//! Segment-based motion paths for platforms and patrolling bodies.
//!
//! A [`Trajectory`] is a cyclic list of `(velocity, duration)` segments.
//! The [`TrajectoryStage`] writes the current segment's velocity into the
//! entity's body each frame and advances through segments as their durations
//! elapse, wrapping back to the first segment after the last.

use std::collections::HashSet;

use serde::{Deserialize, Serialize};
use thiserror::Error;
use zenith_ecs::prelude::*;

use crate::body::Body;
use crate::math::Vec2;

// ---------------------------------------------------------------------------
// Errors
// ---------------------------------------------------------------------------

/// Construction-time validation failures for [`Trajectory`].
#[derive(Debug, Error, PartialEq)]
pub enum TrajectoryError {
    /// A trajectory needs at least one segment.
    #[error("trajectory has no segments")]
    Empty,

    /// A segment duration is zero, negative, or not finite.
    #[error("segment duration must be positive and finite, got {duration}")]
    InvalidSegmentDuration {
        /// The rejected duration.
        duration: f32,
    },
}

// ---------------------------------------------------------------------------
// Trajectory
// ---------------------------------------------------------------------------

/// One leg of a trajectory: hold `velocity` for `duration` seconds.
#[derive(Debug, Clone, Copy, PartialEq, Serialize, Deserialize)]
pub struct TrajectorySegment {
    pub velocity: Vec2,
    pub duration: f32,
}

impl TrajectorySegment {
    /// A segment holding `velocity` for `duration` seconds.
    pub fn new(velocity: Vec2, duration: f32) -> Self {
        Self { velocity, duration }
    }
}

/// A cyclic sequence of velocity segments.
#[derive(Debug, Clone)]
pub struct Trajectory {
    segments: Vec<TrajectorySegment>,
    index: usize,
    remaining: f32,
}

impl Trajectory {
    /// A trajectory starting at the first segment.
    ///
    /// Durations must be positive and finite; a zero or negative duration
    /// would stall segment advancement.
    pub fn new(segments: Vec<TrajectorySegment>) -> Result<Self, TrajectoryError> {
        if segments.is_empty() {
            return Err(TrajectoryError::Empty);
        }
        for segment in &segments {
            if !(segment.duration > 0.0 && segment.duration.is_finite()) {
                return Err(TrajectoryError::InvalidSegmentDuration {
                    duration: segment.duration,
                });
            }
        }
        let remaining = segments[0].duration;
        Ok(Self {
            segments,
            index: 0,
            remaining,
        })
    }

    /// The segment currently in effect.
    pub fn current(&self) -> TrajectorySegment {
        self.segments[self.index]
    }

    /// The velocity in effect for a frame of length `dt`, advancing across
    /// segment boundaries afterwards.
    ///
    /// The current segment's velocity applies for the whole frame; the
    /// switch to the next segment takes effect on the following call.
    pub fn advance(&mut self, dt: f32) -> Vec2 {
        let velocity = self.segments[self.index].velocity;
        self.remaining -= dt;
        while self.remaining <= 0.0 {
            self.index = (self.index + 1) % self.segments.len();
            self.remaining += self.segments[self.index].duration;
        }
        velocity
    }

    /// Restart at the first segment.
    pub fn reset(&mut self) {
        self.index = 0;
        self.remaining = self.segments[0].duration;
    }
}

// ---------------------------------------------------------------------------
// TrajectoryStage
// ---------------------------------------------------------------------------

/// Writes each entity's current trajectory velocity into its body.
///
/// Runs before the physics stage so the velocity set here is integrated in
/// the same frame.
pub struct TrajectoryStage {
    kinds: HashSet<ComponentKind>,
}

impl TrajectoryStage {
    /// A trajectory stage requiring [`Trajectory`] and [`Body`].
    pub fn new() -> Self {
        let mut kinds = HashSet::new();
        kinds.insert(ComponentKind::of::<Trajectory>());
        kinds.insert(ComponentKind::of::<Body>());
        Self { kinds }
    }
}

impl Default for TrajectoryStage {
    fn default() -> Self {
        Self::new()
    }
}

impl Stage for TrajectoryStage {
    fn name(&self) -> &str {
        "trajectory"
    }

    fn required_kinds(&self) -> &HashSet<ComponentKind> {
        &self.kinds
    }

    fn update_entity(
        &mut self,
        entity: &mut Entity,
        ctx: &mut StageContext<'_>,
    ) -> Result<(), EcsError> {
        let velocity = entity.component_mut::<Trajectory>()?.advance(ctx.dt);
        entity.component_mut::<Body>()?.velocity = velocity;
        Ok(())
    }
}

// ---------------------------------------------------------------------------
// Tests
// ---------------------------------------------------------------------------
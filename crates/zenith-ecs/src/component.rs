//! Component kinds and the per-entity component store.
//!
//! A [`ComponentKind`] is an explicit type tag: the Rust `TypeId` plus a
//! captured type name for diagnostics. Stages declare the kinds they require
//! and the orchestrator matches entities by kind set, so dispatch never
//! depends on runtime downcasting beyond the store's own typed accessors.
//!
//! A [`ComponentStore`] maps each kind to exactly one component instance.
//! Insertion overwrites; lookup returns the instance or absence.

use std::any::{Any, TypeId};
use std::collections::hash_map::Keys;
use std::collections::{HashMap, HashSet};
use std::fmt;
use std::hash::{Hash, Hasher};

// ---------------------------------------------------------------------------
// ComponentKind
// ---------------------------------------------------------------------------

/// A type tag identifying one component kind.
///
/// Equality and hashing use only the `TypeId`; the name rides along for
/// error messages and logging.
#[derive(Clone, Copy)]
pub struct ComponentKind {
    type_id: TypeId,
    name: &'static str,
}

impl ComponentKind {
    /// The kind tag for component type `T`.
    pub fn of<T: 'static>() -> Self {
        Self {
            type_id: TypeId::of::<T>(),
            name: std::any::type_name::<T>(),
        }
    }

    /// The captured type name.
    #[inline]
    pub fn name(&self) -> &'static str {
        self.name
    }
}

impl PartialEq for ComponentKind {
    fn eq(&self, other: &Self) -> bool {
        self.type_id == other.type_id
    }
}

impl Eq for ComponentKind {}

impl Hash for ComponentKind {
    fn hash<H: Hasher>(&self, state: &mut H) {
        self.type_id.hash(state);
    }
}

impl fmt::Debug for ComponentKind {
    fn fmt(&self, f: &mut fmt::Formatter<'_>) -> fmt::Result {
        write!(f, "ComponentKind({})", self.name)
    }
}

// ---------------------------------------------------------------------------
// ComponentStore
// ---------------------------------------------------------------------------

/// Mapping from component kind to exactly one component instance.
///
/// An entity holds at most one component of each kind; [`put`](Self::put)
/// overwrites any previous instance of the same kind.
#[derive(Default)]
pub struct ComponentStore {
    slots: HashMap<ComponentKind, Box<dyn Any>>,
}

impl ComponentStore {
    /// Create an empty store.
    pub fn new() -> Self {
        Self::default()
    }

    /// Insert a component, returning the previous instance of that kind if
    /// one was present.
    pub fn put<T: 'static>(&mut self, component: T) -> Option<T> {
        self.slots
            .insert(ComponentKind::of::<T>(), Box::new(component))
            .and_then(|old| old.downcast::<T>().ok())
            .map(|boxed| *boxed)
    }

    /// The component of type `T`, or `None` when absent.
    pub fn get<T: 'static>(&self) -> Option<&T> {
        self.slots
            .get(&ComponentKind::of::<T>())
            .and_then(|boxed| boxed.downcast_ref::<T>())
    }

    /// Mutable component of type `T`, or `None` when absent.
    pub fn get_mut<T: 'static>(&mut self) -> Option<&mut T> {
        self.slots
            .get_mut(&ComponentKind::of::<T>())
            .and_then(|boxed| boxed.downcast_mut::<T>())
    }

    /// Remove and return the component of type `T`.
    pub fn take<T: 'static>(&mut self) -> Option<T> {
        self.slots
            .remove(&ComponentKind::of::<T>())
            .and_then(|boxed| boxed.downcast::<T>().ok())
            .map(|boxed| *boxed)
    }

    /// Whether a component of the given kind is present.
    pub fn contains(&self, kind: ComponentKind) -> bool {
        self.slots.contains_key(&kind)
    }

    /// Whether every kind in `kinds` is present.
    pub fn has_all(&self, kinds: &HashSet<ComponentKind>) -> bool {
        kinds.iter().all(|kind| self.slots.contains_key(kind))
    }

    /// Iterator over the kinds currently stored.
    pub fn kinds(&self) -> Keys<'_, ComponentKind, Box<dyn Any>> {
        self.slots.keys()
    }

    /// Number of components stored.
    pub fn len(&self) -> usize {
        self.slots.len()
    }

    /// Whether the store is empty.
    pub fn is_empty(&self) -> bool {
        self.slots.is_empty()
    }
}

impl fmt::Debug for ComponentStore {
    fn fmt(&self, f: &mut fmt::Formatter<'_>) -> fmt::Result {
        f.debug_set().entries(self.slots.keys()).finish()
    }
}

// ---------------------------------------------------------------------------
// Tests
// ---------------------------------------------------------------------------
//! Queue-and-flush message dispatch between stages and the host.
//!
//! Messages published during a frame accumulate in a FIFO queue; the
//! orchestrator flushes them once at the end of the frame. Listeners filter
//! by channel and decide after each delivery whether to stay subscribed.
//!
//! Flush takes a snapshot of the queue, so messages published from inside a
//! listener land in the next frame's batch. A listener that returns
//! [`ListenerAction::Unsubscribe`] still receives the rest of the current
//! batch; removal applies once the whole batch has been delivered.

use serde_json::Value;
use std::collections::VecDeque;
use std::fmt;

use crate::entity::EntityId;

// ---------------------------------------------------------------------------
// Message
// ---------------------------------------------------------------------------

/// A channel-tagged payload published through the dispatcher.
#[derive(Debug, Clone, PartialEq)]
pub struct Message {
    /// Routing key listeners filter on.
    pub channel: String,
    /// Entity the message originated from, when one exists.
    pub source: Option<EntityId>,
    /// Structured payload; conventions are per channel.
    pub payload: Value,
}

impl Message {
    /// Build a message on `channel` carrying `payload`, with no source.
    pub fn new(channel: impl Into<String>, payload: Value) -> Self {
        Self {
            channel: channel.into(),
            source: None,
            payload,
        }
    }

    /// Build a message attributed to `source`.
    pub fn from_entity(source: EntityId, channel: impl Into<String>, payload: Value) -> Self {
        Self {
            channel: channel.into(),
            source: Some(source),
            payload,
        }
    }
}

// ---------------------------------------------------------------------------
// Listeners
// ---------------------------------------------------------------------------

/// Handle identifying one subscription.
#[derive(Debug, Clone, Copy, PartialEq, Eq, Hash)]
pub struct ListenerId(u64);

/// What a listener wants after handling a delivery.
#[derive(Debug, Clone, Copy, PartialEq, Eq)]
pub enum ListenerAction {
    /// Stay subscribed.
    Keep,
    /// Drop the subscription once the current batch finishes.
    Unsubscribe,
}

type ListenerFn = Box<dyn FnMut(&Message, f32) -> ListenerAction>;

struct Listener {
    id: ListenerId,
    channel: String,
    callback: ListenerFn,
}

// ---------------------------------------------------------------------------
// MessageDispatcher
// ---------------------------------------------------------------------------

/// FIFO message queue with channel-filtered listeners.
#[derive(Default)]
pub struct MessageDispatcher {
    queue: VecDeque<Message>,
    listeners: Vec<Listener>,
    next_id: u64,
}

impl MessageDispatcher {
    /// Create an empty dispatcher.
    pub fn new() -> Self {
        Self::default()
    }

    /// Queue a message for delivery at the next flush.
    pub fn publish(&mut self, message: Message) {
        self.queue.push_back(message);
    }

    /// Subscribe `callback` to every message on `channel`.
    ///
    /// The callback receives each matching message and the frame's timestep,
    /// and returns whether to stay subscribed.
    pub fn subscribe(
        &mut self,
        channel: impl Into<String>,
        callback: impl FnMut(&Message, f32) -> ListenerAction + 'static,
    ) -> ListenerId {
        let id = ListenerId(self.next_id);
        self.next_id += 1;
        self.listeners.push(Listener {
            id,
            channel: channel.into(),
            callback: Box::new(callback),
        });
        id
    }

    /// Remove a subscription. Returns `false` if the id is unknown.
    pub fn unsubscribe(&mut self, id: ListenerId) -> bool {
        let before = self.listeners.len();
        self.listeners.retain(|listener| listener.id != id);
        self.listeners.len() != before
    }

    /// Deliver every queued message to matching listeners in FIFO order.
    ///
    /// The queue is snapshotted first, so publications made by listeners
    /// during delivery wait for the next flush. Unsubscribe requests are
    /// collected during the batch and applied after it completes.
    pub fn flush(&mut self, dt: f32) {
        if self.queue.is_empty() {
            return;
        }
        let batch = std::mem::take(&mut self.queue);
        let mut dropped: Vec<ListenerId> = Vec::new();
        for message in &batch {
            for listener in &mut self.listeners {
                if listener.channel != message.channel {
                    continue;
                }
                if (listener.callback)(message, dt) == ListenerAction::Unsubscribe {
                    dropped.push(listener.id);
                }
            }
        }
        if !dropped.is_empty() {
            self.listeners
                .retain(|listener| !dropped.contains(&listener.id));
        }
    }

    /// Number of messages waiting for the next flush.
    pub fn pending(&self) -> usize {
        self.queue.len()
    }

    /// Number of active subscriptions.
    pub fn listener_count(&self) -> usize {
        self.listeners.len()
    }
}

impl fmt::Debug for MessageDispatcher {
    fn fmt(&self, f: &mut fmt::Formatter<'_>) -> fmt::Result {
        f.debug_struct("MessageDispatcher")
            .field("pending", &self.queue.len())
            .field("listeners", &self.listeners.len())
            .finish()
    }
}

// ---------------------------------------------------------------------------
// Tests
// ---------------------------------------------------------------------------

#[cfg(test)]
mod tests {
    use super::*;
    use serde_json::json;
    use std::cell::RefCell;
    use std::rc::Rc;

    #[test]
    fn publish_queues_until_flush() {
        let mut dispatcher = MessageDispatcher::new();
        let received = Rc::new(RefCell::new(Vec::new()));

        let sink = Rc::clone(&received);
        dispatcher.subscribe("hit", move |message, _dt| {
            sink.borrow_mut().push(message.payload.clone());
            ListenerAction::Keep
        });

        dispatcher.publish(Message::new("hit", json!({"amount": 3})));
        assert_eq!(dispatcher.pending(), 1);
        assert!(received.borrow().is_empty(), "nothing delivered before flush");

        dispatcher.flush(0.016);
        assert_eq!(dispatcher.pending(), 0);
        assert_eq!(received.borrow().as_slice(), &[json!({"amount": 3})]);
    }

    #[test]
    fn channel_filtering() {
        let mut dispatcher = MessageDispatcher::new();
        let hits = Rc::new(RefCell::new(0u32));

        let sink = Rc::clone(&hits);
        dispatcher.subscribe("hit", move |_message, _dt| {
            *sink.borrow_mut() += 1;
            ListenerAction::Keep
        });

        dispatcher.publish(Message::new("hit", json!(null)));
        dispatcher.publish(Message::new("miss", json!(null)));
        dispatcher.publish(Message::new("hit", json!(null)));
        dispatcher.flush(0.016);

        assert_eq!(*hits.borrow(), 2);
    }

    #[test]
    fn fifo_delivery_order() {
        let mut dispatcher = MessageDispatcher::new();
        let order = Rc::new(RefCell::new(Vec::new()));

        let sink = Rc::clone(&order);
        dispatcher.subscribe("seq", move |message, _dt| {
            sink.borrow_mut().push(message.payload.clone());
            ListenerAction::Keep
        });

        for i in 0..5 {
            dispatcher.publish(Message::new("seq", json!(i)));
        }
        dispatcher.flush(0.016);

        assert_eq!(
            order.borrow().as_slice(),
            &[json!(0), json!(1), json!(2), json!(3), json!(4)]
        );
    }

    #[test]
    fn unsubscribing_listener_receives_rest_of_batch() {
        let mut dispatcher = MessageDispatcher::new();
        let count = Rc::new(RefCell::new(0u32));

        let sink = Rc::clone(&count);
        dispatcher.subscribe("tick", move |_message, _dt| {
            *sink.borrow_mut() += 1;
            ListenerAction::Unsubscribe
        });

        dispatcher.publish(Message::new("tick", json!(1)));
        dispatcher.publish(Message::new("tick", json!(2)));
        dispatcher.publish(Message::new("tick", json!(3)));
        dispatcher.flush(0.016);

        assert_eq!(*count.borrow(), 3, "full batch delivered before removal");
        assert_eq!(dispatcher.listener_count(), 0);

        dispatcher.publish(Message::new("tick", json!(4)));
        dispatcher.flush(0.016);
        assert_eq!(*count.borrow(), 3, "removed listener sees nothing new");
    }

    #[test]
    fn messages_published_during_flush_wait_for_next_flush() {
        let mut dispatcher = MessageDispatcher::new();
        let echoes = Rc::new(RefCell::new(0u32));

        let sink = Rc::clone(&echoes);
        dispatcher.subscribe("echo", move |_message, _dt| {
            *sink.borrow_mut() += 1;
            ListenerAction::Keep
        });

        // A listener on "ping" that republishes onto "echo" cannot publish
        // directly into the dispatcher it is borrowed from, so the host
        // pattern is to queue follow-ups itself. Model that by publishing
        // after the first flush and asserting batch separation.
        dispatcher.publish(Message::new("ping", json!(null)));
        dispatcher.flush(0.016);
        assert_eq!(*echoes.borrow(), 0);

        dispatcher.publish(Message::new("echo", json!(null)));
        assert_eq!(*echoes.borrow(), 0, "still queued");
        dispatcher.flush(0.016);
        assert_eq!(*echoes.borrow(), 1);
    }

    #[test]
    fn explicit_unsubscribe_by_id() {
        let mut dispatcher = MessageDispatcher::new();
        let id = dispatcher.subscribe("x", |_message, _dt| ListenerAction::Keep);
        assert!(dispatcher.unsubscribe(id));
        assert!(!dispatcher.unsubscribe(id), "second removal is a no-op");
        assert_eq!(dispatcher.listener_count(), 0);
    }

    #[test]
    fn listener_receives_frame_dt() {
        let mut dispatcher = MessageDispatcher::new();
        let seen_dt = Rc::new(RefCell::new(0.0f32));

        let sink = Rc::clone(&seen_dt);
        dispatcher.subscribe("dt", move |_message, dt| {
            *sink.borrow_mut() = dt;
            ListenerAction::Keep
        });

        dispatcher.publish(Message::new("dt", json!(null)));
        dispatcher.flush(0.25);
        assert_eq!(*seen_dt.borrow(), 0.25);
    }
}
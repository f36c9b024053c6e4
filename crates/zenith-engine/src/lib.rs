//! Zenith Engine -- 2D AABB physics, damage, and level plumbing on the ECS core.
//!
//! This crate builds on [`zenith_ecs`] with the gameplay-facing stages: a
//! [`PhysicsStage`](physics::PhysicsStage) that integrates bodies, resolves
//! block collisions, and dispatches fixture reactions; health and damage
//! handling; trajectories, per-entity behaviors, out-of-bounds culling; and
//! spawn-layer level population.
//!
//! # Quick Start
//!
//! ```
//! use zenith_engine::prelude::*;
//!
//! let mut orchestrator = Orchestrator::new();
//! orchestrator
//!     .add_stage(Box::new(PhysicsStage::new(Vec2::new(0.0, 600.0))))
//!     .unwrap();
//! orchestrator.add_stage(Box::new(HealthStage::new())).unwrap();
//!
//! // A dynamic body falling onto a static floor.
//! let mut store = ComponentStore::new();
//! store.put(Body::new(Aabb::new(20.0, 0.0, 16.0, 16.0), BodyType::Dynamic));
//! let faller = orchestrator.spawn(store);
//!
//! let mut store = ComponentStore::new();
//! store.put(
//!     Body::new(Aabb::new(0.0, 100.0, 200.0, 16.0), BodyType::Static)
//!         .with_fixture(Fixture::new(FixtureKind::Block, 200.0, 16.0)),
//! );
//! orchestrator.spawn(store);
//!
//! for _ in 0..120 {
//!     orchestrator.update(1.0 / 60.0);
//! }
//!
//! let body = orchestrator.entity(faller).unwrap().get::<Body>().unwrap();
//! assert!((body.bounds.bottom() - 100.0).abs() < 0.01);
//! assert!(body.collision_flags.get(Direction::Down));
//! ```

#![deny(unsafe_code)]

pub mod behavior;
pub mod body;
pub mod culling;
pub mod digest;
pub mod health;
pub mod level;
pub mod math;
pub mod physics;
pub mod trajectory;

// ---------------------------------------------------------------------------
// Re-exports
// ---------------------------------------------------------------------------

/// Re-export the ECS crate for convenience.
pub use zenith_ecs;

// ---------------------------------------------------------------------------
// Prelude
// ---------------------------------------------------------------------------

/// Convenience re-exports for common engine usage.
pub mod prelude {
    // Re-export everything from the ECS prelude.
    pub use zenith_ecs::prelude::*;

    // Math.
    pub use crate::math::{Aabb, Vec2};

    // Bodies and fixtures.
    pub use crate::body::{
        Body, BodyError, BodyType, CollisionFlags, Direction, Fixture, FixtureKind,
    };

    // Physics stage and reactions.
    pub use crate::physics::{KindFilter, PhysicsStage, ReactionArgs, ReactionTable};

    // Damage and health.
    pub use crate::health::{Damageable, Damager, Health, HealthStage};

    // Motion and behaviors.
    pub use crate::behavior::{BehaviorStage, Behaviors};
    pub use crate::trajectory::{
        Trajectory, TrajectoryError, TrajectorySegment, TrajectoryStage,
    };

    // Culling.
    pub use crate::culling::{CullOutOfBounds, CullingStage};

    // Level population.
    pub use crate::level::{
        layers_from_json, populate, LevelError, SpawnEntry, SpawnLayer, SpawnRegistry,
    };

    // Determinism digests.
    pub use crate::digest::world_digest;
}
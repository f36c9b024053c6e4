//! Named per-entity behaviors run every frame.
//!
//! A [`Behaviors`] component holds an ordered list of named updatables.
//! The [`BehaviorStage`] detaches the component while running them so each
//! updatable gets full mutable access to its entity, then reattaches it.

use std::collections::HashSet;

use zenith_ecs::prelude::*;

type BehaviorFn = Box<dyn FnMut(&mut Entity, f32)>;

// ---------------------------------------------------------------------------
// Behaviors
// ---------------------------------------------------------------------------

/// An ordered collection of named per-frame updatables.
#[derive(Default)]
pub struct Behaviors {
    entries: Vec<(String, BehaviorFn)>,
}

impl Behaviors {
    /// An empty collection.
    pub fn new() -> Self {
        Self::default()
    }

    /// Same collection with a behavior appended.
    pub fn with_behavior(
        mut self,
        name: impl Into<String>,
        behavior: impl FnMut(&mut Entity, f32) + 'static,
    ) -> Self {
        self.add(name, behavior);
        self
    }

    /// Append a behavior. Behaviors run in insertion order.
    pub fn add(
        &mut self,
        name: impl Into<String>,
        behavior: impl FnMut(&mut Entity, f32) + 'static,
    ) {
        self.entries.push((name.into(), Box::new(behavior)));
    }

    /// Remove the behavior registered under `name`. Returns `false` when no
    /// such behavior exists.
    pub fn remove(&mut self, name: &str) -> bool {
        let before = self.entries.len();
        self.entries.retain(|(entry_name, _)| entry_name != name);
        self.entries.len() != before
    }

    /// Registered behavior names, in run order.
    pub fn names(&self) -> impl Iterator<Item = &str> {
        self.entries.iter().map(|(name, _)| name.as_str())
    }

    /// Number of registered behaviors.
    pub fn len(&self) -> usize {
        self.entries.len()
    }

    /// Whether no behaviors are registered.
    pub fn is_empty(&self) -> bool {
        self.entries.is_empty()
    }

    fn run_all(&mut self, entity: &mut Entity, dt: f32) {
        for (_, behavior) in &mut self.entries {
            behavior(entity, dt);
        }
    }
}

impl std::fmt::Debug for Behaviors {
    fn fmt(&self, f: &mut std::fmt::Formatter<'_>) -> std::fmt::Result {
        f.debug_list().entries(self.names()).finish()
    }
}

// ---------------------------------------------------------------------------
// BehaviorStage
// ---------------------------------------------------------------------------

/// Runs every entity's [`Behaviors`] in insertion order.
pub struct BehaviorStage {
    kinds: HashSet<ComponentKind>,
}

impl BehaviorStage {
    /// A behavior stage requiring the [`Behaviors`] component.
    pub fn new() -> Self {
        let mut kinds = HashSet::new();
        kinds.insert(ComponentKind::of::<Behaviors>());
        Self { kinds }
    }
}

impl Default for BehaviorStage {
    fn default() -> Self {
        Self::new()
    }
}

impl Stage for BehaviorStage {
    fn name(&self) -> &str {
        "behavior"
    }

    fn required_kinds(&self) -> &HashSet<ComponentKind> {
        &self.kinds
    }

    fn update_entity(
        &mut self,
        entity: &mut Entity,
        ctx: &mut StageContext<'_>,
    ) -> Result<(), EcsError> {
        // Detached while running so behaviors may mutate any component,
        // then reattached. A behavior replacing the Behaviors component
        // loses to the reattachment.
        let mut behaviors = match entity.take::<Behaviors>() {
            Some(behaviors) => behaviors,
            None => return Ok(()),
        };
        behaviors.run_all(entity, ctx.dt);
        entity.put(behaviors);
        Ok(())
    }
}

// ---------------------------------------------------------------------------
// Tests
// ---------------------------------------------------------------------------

INSTRUCTIONS FOR THE TASK. Scan the listing above and report how many of its lines hold the word "dropped", giving the number only.

TASK SOLUTION. 4